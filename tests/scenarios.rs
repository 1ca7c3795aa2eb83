//! End-to-end scenarios driven through definition documents.

use pcpa::core::Symbol;
use pcpa::loader::{self, IssueKind, LoadError};
use pcpa::system::{ParseError, ProtocolError, SearchLimits};
use pcpa::{System, Verdict};

fn load(json: &str) -> System {
    loader::from_json_str(json).unwrap()
}

fn stack_names(trace: &pcpa::Trace, step: usize, automaton: usize) -> Vec<String> {
    trace.steps()[step].components()[automaton]
        .stack()
        .iter()
        .map(|s| s.name().to_string())
        .collect()
}

const SINGLE_QUERY: &str = r#"{
    "input_symbols": [],
    "pushdown_symbols": ["Z"],
    "query_symbols": [{ "symbol": "Q2", "automaton": 2 }],
    "automata": [
        {
            "states": ["q0"],
            "initial_state": "q0",
            "initial_stack_symbol": "Q2",
            "accepting_mode": "EmptyStack",
            "transitions": [{ "old_state": "q0", "topmost_symbol": "Z", "new_state": "q0" }]
        },
        {
            "states": [],
            "final_states": ["p0"],
            "initial_state": "p0",
            "initial_stack_symbol": "Z",
            "accepting_mode": "FinalState"
        }
    ]
}"#;

#[test]
fn single_query_transfers_stack_of_non_returning_target() {
    let mut system = load(SINGLE_QUERY);

    let trace = system.parse("").unwrap();

    assert_eq!(trace.verdict(), Verdict::Accepted);
    assert_eq!(trace.steps().len(), 3);
    assert_eq!(stack_names(&trace, 0, 0), vec!["Q2"]);
    assert_eq!(stack_names(&trace, 1, 0), vec!["Z"]);
    assert_eq!(stack_names(&trace, 1, 1), vec!["Z"]);
    assert!(stack_names(&trace, 2, 0).is_empty());
    assert_eq!(stack_names(&trace, 2, 1), vec!["Z"]);
}

#[test]
fn returning_target_resets_after_sending() {
    let mut system = load(&SINGLE_QUERY.replacen('{', "{ \"returning\": true,", 1));

    let trace = system.parse("").unwrap();

    assert!(trace.is_accepted());
    assert!(system.automata().iter().all(|a| a.is_returning()));
    assert_eq!(stack_names(&trace, 1, 1), vec!["Z"]);
}

#[test]
fn trace_listing_marks_communication() {
    let mut system = load(SINGLE_QUERY);

    let listing = system.parse("").unwrap().to_string();

    assert!(listing.starts_with("Input accepted after 2 step(s)"));
    assert!(listing.contains("1. (q0, ε, Z)   after requested communication"));
    assert!(listing.contains("1. (p0, ε, Z)  after communication"));
    assert!(listing.contains("2. (q0, ε, ε)   (q0, ε) ∈ δ(q0, ε, Z)"));
    assert!(listing.contains("2. (p0, ε, Z)  (p0, Z) ∈ δ(p0, ε, Z)"));
}

#[test]
fn empty_stack_automaton_needs_one_step() {
    let mut system = load(
        r#"{
            "input_symbols": [],
            "pushdown_symbols": ["Z"],
            "automata": [{
                "states": ["q0"],
                "initial_state": "q0",
                "initial_stack_symbol": "Z",
                "accepting_mode": "EmptyStack",
                "transitions": [{ "old_state": "q0", "topmost_symbol": "Z", "new_state": "q0" }]
            }]
        }"#,
    );

    let trace = system.parse("").unwrap();

    assert!(trace.is_accepted());
    assert_eq!(trace.steps().len(), 2);
    assert!(trace.result().components()[0].stack().is_empty());
    assert_eq!(trace.stats().expanded, 1);
}

#[test]
fn mutual_queries_raise_circular_query() {
    let mut system = load(
        r#"{
            "input_symbols": [],
            "pushdown_symbols": ["Z"],
            "query_symbols": [
                { "symbol": "Q1", "automaton": 1 },
                { "symbol": "Q2", "automaton": 2 }
            ],
            "automata": [
                { "states": ["q0"], "initial_state": "q0", "initial_stack_symbol": "Q2",
                  "accepting_mode": "EmptyStack" },
                { "states": ["p0"], "initial_state": "p0", "initial_stack_symbol": "Q1",
                  "accepting_mode": "EmptyStack" }
            ]
        }"#,
    );

    let result = system.parse("");

    assert_eq!(
        result.unwrap_err(),
        ParseError::Protocol(ProtocolError::CircularQuery {
            requesters: vec![0, 1]
        })
    );
}

#[test]
fn stalled_round_keeps_other_branches_searching() {
    // After one move the second automaton either queries the third or
    // settles. The first and third always query the second.
    let mut system = load(
        r#"{
            "input_symbols": [],
            "pushdown_symbols": ["Z"],
            "query_symbols": [
                { "symbol": "Q2", "automaton": 2 },
                { "symbol": "Q3", "automaton": 3 }
            ],
            "automata": [
                { "states": ["a0", "a1"], "final_states": ["af"], "initial_state": "a0",
                  "initial_stack_symbol": "Z", "accepting_mode": "FinalState",
                  "transitions": [
                      { "old_state": "a0", "topmost_symbol": "Z", "new_state": "a1", "replacement": ["Q2"] },
                      { "old_state": "a1", "topmost_symbol": "Z", "new_state": "af", "replacement": ["Z"] }
                  ] },
                { "states": ["b0", "b1"], "final_states": ["bf"], "initial_state": "b0",
                  "initial_stack_symbol": "Z", "accepting_mode": "FinalState",
                  "transitions": [
                      { "old_state": "b0", "topmost_symbol": "Z", "new_state": "b1", "replacement": ["Q3"] },
                      { "old_state": "b0", "topmost_symbol": "Z", "new_state": "bf", "replacement": ["Z"] }
                  ] },
                { "states": ["c0", "c1"], "final_states": ["cf"], "initial_state": "c0",
                  "initial_stack_symbol": "Z", "accepting_mode": "FinalState",
                  "transitions": [
                      { "old_state": "c0", "topmost_symbol": "Z", "new_state": "c1", "replacement": ["Q2"] },
                      { "old_state": "c1", "topmost_symbol": "Z", "new_state": "cf", "replacement": ["Z"] }
                  ] }
            ]
        }"#,
    );

    let trace = system.parse("").unwrap();

    assert!(trace.is_accepted());
    assert_eq!(trace.steps().len(), 4);
    assert_eq!(trace.steps()[1].components()[1].state().name(), "bf");
    assert_eq!(stack_names(&trace, 2, 0), vec!["Z"]);
    assert_eq!(stack_names(&trace, 2, 2), vec!["Z"]);
    assert_eq!(trace.stats().expanded, 5);
}

#[test]
fn query_chain_resolves_one_hop_per_round() {
    let pop = r#"[{ "old_state": "s", "topmost_symbol": "Z", "new_state": "s" }]"#;
    let automaton = |initial: &str| {
        format!(
            r#"{{ "states": ["s"], "initial_state": "s", "initial_stack_symbol": "{initial}",
                 "accepting_mode": "EmptyStack", "transitions": {pop} }}"#
        )
    };
    let mut system = load(&format!(
        r#"{{
            "input_symbols": [],
            "pushdown_symbols": ["Z"],
            "query_symbols": [
                {{ "symbol": "Q2", "automaton": 2 }},
                {{ "symbol": "Q3", "automaton": 3 }}
            ],
            "automata": [{}, {}, {}]
        }}"#,
        automaton("Q2"),
        automaton("Q3"),
        automaton("Z"),
    ));

    let trace = system.parse("").unwrap();

    assert!(trace.is_accepted());
    assert_eq!(trace.steps().len(), 4);
    assert_eq!(stack_names(&trace, 1, 0), vec!["Q2"]);
    assert_eq!(stack_names(&trace, 1, 1), vec!["Z"]);
    assert_eq!(stack_names(&trace, 2, 0), vec!["Z"]);
}

#[test]
fn rejection_reports_least_unread_input() {
    let mut system = load(
        r#"{
            "input_symbols": ["a", "b"],
            "pushdown_symbols": ["Z"],
            "automata": [{
                "states": ["q0", "q1"],
                "final_states": ["qf"],
                "initial_state": "q0",
                "initial_stack_symbol": "Z",
                "accepting_mode": "FinalState",
                "transitions": [
                    { "old_state": "q0", "input_symbol": "a", "topmost_symbol": "Z",
                      "new_state": "q0", "replacement": ["Z"] },
                    { "old_state": "q0", "input_symbol": "a", "topmost_symbol": "Z",
                      "new_state": "q1", "replacement": ["Z"] }
                ]
            }]
        }"#,
    );

    let trace = system.parse("aab").unwrap();

    assert_eq!(trace.verdict(), Verdict::Rejected);
    assert_eq!(trace.result().unread_input(), 1);
    assert_eq!(trace.steps().len(), 3);
    assert_eq!(trace.result().components()[0].state().name(), "q0");
    assert_eq!(trace.stats().failed_branches, 3);
    assert!(trace.to_string().starts_with("Input rejected after 2 step(s)"));
}

#[test]
fn unknown_input_is_a_lexical_error() {
    let mut system = load(SINGLE_QUERY);

    match system.parse("x") {
        Err(ParseError::Lex(error)) => {
            assert_eq!(error.position, 1);
            assert_eq!(error.found, 'x');
        }
        other => panic!("Expected lexical error, got {other:?}"),
    }
}

#[test]
fn epsilon_loop_is_bounded_only_by_limits() {
    let mut system = load(
        r#"{
            "input_symbols": [],
            "pushdown_symbols": ["Z"],
            "automata": [{
                "states": ["q0"],
                "initial_state": "q0",
                "initial_stack_symbol": "Z",
                "accepting_mode": "FinalState",
                "transitions": [{ "old_state": "q0", "topmost_symbol": "Z",
                                  "new_state": "q0", "replacement": ["Z"] }]
            }],
            "limits": { "max_expansions": 50 }
        }"#,
    );

    assert!(matches!(
        system.parse(""),
        Err(ParseError::LimitExceeded { expanded: 50, .. })
    ));

    system.set_limits(SearchLimits::unbounded().with_max_expansions(5));
    assert!(matches!(
        system.parse(""),
        Err(ParseError::LimitExceeded { expanded: 5, .. })
    ));
}

#[test]
fn validation_reports_all_issues_at_once() {
    let result = loader::from_json_str(
        r#"{
            "input_symbols": ["a"],
            "pushdown_symbols": ["Z"],
            "query_symbols": [{ "symbol": "Q9", "automaton": 9 }],
            "automata": [{
                "states": ["q0"],
                "initial_state": "q7",
                "initial_stack_symbol": "Z",
                "accepting_mode": "FinalState",
                "transitions": [{ "old_state": "q0", "input_symbol": "b",
                                  "topmost_symbol": "Z", "new_state": "q0" }]
            }]
        }"#,
    );

    let Err(LoadError::Validation { issues }) = result else {
        panic!("Expected validation failure");
    };
    let kinds: Vec<&IssueKind> = issues.iter().map(|i| &i.kind).collect();

    assert_eq!(issues.len(), 3);
    assert!(kinds.contains(&&IssueKind::AutomatonOutOfRange { index: 9, count: 1 }));
    assert!(kinds.contains(&&IssueKind::UndefinedState("q7".to_string())));
    assert!(kinds.contains(&&IssueKind::UndefinedSymbol("b".to_string())));
}

#[test]
fn tokenized_input_reaches_every_component() {
    let mut system = load(
        r#"{
            "input_symbols": ["a", "ab"],
            "pushdown_symbols": ["Z"],
            "automata": [{
                "states": ["q0"],
                "final_states": ["qf"],
                "initial_state": "q0",
                "initial_stack_symbol": "Z",
                "accepting_mode": "FinalState",
                "transitions": [
                    { "old_state": "q0", "input_symbol": "ab", "topmost_symbol": "Z",
                      "new_state": "q0", "replacement": ["Z"] },
                    { "old_state": "q0", "input_symbol": "a", "topmost_symbol": "Z",
                      "new_state": "qf", "replacement": ["Z"] }
                ]
            }]
        }"#,
    );

    let trace = system.parse("aba").unwrap();

    assert!(trace.is_accepted());
    assert_eq!(
        trace.steps()[0].components()[0].input(),
        &[Symbol::new("ab"), Symbol::new("a")]
    );
}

____________

● **What you are asked to do**: Check each line of the material for the word "LimitExceeded". State how many have it, and write nothing else.

● **Answer for the task**: 2